Check Your Cholesterol

Diet, exercise and medication keep it low

SUNDAY, Sept. 8, 2002 (HealthDayNews) -- If the risk of heart disease isn't enough to convince you to check your cholesterol levels, here's another incentive:

September is Cholesterol Awareness Month, so now's the time to learn your cholesterol count.

Approximately 100 million Americans, roughly one-third of the population, have a combined cholesterol count over 200, which is considered a borderline-high risk marker for heart disease, according to the American Heart Association. In that group, 41 million people are at high risk for heart disease because their cholesterol is over 240.

"High cholesterol is a major risk for atherosclerosis and stroke," says Dr. Roger Blumenthal, a cardiologist at Johns Hopkins School of Medicine. "But you can significantly reduce cholesterol by a combination of improving your lifestyle and appropriate use of medication."

Cholesterol is not always a bad thing. A waxy substance produced by the liver, it insulates the nerves, makes cell membranes and produces certain hormones. However, the body produces enough for its own needs. If, through a combination of poor diet or a genetic predisposition, you produce more cholesterol than needed, the excess stays in the blood, forming plaque that lines the arteries. Eventually, the arteries harden and put you at risk for heart disease.

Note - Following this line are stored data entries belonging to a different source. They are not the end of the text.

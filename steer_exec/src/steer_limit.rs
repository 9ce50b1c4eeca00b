//! # Steering limit
//!
//! The actuator may only be commanded up to a speed dependent torque. The
//! controller asks a [`SteerLimit`] for this value every cycle. Closures are
//! accepted directly, and [`SteerMaxMap`] provides the usual breakpoint table
//! loaded from the parameter file.

// ---------------------------------------------------------------------------
// IMPORTS
// ---------------------------------------------------------------------------

// External
use serde::Deserialize;
use thiserror::Error;
use util::maths::interp;

// ---------------------------------------------------------------------------
// TRAITS
// ---------------------------------------------------------------------------

/// Source of the actuator torque limit.
///
/// Implementations must not allocate or block, they are called once per
/// control cycle.
pub trait SteerLimit {
    /// The maximum torque magnitude which may be commanded at the given speed.
    fn steer_max(&self, speed_ms: f64) -> f64;
}

impl<F> SteerLimit for F
where
    F: Fn(f64) -> f64
{
    fn steer_max(&self, speed_ms: f64) -> f64 {
        self(speed_ms)
    }
}

// ---------------------------------------------------------------------------
// DATA STRUCTURES
// ---------------------------------------------------------------------------

/// Parameters of a steering limit map.
#[derive(Deserialize, Debug, Clone, PartialEq)]
pub struct SteerMaxParams {
    /// Speed breakpoints, increasing.
    ///
    /// Units: meters/second
    pub speed_bp_ms: Vec<f64>,

    /// Torque limit at each breakpoint, in actuator units.
    pub steer_max_v: Vec<f64>
}

/// A steering limit interpolated linearly between speed breakpoints and held
/// constant beyond either end.
#[derive(Debug, Clone, PartialEq)]
pub struct SteerMaxMap {
    speed_bp_ms: Vec<f64>,
    steer_max_v: Vec<f64>
}

// ---------------------------------------------------------------------------
// ENUMERATIONS
// ---------------------------------------------------------------------------

/// Errors in the definition of a steering limit map.
#[derive(Debug, Error, PartialEq)]
pub enum SteerLimitError {
    #[error("The map must contain at least one breakpoint")]
    Empty,

    #[error("Found {0} breakpoints but {1} values")]
    LengthMismatch(usize, usize),

    #[error("Breakpoints must be finite and strictly increasing")]
    BreakpointsNotIncreasing,

    #[error("Limits must be finite and non-negative, found {0}")]
    InvalidLimit(f64)
}

// ---------------------------------------------------------------------------
// IMPLEMENTATIONS
// ---------------------------------------------------------------------------

impl SteerMaxMap {
    /// Create a new map from the parameters, checking they are valid.
    pub fn new(params: &SteerMaxParams) -> Result<Self, SteerLimitError> {
        let bp = &params.speed_bp_ms;
        let v = &params.steer_max_v;

        if bp.is_empty() {
            return Err(SteerLimitError::Empty)
        }
        if bp.len() != v.len() {
            return Err(SteerLimitError::LengthMismatch(bp.len(), v.len()))
        }
        if bp.iter().any(|s| !s.is_finite()) 
            || bp.windows(2).any(|w| w[1] <= w[0]) 
        {
            return Err(SteerLimitError::BreakpointsNotIncreasing)
        }
        if let Some(bad) = v.iter().find(|m| !m.is_finite() || **m < 0.0) {
            return Err(SteerLimitError::InvalidLimit(*bad))
        }

        Ok(Self {
            speed_bp_ms: bp.clone(),
            steer_max_v: v.clone()
        })
    }
}

impl SteerLimit for SteerMaxMap {
    fn steer_max(&self, speed_ms: f64) -> f64 {
        // The map is checked to be non-empty with matching lengths on
        // construction, so interp always returns a value.
        interp(speed_ms, &self.speed_bp_ms, &self.steer_max_v).unwrap_or(0.0)
    }
}

#[cfg(test)]
mod test {
    use super::*;

    fn params(bp: Vec<f64>, v: Vec<f64>) -> SteerMaxParams {
        SteerMaxParams {
            speed_bp_ms: bp,
            steer_max_v: v
        }
    }

    #[test]
    fn test_map_interpolates() {
        let map = SteerMaxMap::new(&params(vec![0.0, 10.0, 30.0], vec![1.0, 1.0, 0.6])).unwrap();

        assert_eq!(map.steer_max(0.0), 1.0);
        assert_eq!(map.steer_max(5.0), 1.0);
        assert!((map.steer_max(20.0) - 0.8).abs() < 1e-12);
        assert_eq!(map.steer_max(50.0), 0.6);
    }

    #[test]
    fn test_single_breakpoint_is_constant() {
        let map = SteerMaxMap::new(&params(vec![0.0], vec![1.0])).unwrap();

        assert_eq!(map.steer_max(0.0), 1.0);
        assert_eq!(map.steer_max(42.0), 1.0);
    }

    #[test]
    fn test_invalid_maps() {
        assert_eq!(
            SteerMaxMap::new(&params(vec![], vec![])), 
            Err(SteerLimitError::Empty)
        );
        assert_eq!(
            SteerMaxMap::new(&params(vec![0.0, 1.0], vec![1.0])), 
            Err(SteerLimitError::LengthMismatch(2, 1))
        );
        assert_eq!(
            SteerMaxMap::new(&params(vec![1.0, 1.0], vec![1.0, 1.0])), 
            Err(SteerLimitError::BreakpointsNotIncreasing)
        );
        assert_eq!(
            SteerMaxMap::new(&params(vec![0.0, 1.0], vec![1.0, -1.0])), 
            Err(SteerLimitError::InvalidLimit(-1.0))
        );
    }

    #[test]
    fn test_closure_limit() {
        let limit = |v: f64| if v > 20.0 { 0.5 } else { 1.0 };

        assert_eq!(limit.steer_max(10.0), 1.0);
        assert_eq!(limit.steer_max(30.0), 0.5);
    }
}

So, you should first find out what your cholesterol levels are through a blood test at a doctor's office. There are two types: LDL cholesterol and HDL cholesterol.

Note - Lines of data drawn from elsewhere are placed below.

//! Utility maths functions

// ---------------------------------------------------------------------------
// IMPORTS
// ---------------------------------------------------------------------------

use num_traits::Float;

/// Map a value from one range into another.
pub fn lin_map<T>(source_range: (T, T), target_range: (T, T), value: T) -> T
where 
    T: Float 
{
    target_range.0 
        + ((value - source_range.0) 
        * (target_range.1 - target_range.0) 
        / (source_range.1 - source_range.0))
}

/// Clamp a value into the range `[min, max]`.
pub fn clamp<T>(value: &T, min: &T, max: &T) -> T 
where
    T: Float
{
    let mut ret = *value;

    if ret > *max {
        ret = *max
    }
    if ret < *min {
        ret = *min
    }

    ret
}

/// Piecewise linear interpolation of `value` over the breakpoints `xp` and
/// values `fp`.
///
/// Values outside the breakpoint range are clamped to the first or last
/// value. `xp` must be increasing and the same length as `fp`, if `fp` is
/// empty `None` is returned.
pub fn interp<T>(value: T, xp: &[T], fp: &[T]) -> Option<T>
where
    T: Float
{
    if xp.len() != fp.len() || fp.is_empty() {
        return None
    }

    let last = fp.len() - 1;

    if value <= xp[0] {
        return Some(fp[0])
    }
    if value >= xp[last] {
        return Some(fp[last])
    }

    // Find the segment containing the value
    for i in 1..xp.len() {
        if value <= xp[i] {
            return Some(lin_map((xp[i - 1], xp[i]), (fp[i - 1], fp[i]), value))
        }
    }

    Some(fp[last])
}

/// Move `value` towards zero by `step`, without crossing zero.
///
/// The magnitude decreases by `step` each call until it reaches zero, the
/// sign is never flipped.
pub fn unwind_toward_zero<T>(value: T, step: T) -> T
where
    T: Float
{
    if value == T::zero() {
        return value
    }

    let mag = value.abs() - step;

    if mag <= T::zero() {
        T::zero()
    }
    else {
        mag * value.signum()
    }
}

#[cfg(test)]
mod test {
    use super::*;

    #[test]
    fn test_clamp() {
        assert_eq!(clamp(&2f64, &-1f64, &1f64), 1f64);
        assert_eq!(clamp(&-2f64, &-1f64, &1f64), -1f64);
        assert_eq!(clamp(&0.25f64, &-1f64, &1f64), 0.25f64);
    }

    #[test]
    fn test_interp() {
        let xp = [0f64, 10f64, 20f64];
        let fp = [1f64, 1f64, 0.5f64];

        assert_eq!(interp(-5f64, &xp, &fp), Some(1f64));
        assert_eq!(interp(5f64, &xp, &fp), Some(1f64));
        assert_eq!(interp(15f64, &xp, &fp), Some(0.75f64));
        assert_eq!(interp(20f64, &xp, &fp), Some(0.5f64));
        assert_eq!(interp(100f64, &xp, &fp), Some(0.5f64));
        assert_eq!(interp(1f64, &[0f64], &[2f64]), Some(2f64));
        assert_eq!(interp(1f64, &[], &[] as &[f64]), None);
        assert_eq!(interp(1f64, &[0f64, 1f64], &[2f64]), None);
    }

    #[test]
    fn test_unwind_toward_zero() {
        assert_eq!(unwind_toward_zero(1.0f64, 0.25), 0.75);
        assert_eq!(unwind_toward_zero(-1.0f64, 0.25), -0.75);
        assert_eq!(unwind_toward_zero(0.1f64, 0.25), 0.0);
        assert_eq!(unwind_toward_zero(-0.1f64, 0.25), 0.0);
        assert_eq!(unwind_toward_zero(0.0f64, 0.25), 0.0);
    }
}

LDL is often called the "bad" cholesterol because it stays in the blood, forming the plaque that lines the arteries. Eventually it hardens the artery walls, making them thicker and less flexible so that blood flow to the heart is restricted, which can cause heart attacks.

"Optimally, your LDL level should be less than 100 milligrams per deciliter of blood," Blumenthal says.

HDL is known as the "good" cholesterol because high levels are associated with less heart attack risk, and Blumenthal says a count above 40 milligrams per deciliter is considered healthy.

Together, the two counts should be under 200, Blumenthal says, which is considered "normal."

Also important is your level of triglycerides, which are fats present in the blood that are associated with the risk of heart disease. Blumenthal says they should not be higher than a count of 150 milligrams per deciliter of blood.

If your cholesterol counts are over 200 and/or your triglyceride count is over 150, the first thing to look at is changing your lifestyle.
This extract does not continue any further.